▶ **TASK TO CARRY OUT**
The answer must be an exact transcription of all the records below.

▶ **GIVEN DATA**
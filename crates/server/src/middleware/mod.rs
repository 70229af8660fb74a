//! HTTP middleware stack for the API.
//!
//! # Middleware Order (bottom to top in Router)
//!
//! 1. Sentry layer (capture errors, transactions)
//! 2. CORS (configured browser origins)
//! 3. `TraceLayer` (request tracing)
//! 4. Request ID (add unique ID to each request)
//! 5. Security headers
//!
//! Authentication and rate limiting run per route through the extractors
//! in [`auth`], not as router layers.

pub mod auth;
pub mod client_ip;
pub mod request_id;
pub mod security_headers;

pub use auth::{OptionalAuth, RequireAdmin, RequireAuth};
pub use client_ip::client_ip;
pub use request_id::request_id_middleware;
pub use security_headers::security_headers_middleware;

▶ **RESULT OF THE TASK**
filename crates/server/src/middleware/mod.rs
repository 70229af8660fb74a
//! HTTP middleware stack for the API.
//!
//! # Middleware Order (bottom to top in Router)
//!
//! 1. Sentry layer (capture errors, transactions)
//! 2. CORS (configured browser origins)
//! 3. `TraceLayer` (request tracing)
//! 4. Request ID (add unique ID to each request)
//! 5. Security headers
//!
//! Authentication and rate limiting run per route through the extractors
//! in [`auth`], not as router layers.

pub mod auth;
pub mod client_ip;
pub mod request_id;
pub mod security_headers;

pub use auth::{OptionalAuth, RequireAdmin, RequireAuth};
pub use client_ip::client_ip;
pub use request_id::request_id_middleware;
pub use security_headers::security_headers_middleware;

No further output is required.